PROVIDED RECORDS START

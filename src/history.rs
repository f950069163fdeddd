use log::debug;

use crate::collection::StrokeCollection;
use crate::stroke::StrokeBuilder;

/// History commands issued by the user.
#[derive(Debug, Clone, Copy, PartialEq, Eq)]
pub enum Command {
    /// Move the newest canvas stroke into the undo buffer.
    HistoryBack,
    /// Move the newest undone stroke back onto the canvas.
    HistoryForward,
}

/// Owns the visible canvas and the undo buffer and moves strokes between them.
#[derive(Debug, Clone, Default)]
pub struct History {
    canvas: StrokeCollection,
    undo_buffer: StrokeCollection,
}

impl History {
    pub fn new() -> Self {
        Self::default()
    }

    pub fn canvas(&self) -> &StrokeCollection {
        &self.canvas
    }

    pub fn undo_buffer(&self) -> &StrokeCollection {
        &self.undo_buffer
    }

    /// A new stroke invalidates everything that could be redone.
    pub fn begin_stroke(&mut self) {
        self.undo_buffer.clear_all();
    }

    /// Finalize the builder onto the canvas. Returns false for an empty builder.
    pub fn commit(&mut self, builder: &mut StrokeBuilder) -> bool {
        self.canvas.append(builder)
    }

    pub fn back(&mut self) -> bool {
        let moved = StrokeCollection::move_last(&mut self.canvas, &mut self.undo_buffer);
        if moved {
            debug!("History back: {} strokes on canvas", self.canvas.len());
        }
        moved
    }

    pub fn forward(&mut self) -> bool {
        let moved = StrokeCollection::move_last(&mut self.undo_buffer, &mut self.canvas);
        if moved {
            debug!("History forward: {} strokes on canvas", self.canvas.len());
        }
        moved
    }

    /// Apply a command. Returns false when there was nothing to move.
    pub fn apply(&mut self, command: Command) -> bool {
        match command {
            Command::HistoryBack => self.back(),
            Command::HistoryForward => self.forward(),
        }
    }

    pub fn can_back(&self) -> bool {
        !self.canvas.is_empty()
    }

    pub fn can_forward(&self) -> bool {
        !self.undo_buffer.is_empty()
    }
}
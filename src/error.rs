use std::path::PathBuf;
use thiserror::Error;

/// Errors surfaced while setting up the canvas
#[derive(Debug, Error)]
pub enum CanvasError {
    #[error("Failed to read config file {}: {source}", .path.display())]
    ConfigRead {
        path: PathBuf,
        #[source]
        source: std::io::Error,
    },

    #[error("Invalid config: {0}")]
    ConfigParse(#[from] serde_json::Error),
}

pub type CanvasResult<T> = Result<T, CanvasError>;
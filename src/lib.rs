#![warn(clippy::all, rust_2018_idioms)]

pub mod app;
pub mod canvas;
pub mod collection;
pub mod config;
pub mod error;
pub mod geometry;
pub mod history;
pub mod input;
pub mod renderer;
pub mod stroke;
pub mod surface;
pub mod tessellator;

pub use app::CanvasApp;
pub use canvas::Canvas;
pub use collection::StrokeCollection;
pub use config::{CanvasConfig, Theme};
pub use error::{CanvasError, CanvasResult};
pub use geometry::{Bounds, Point, distance, intersects};
pub use history::{Command, History};
pub use input::{ButtonEdges, FrameInput, InputClock};
pub use renderer::Renderer;
pub use stroke::{Stroke, StrokeBuilder};
pub use surface::{PainterSurface, RecordingSurface, Surface};
pub use tessellator::{Ribbon, SplineTessellator};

PROVIDED RECORDS END

> **EXERCISE DESCRIPTION**: In the entries above, copy each line that contains the string "geometry".

> **RESPONSE TO THE TASK**:
pub mod geometry;
pub use geometry::{Bounds, Point, distance, intersects};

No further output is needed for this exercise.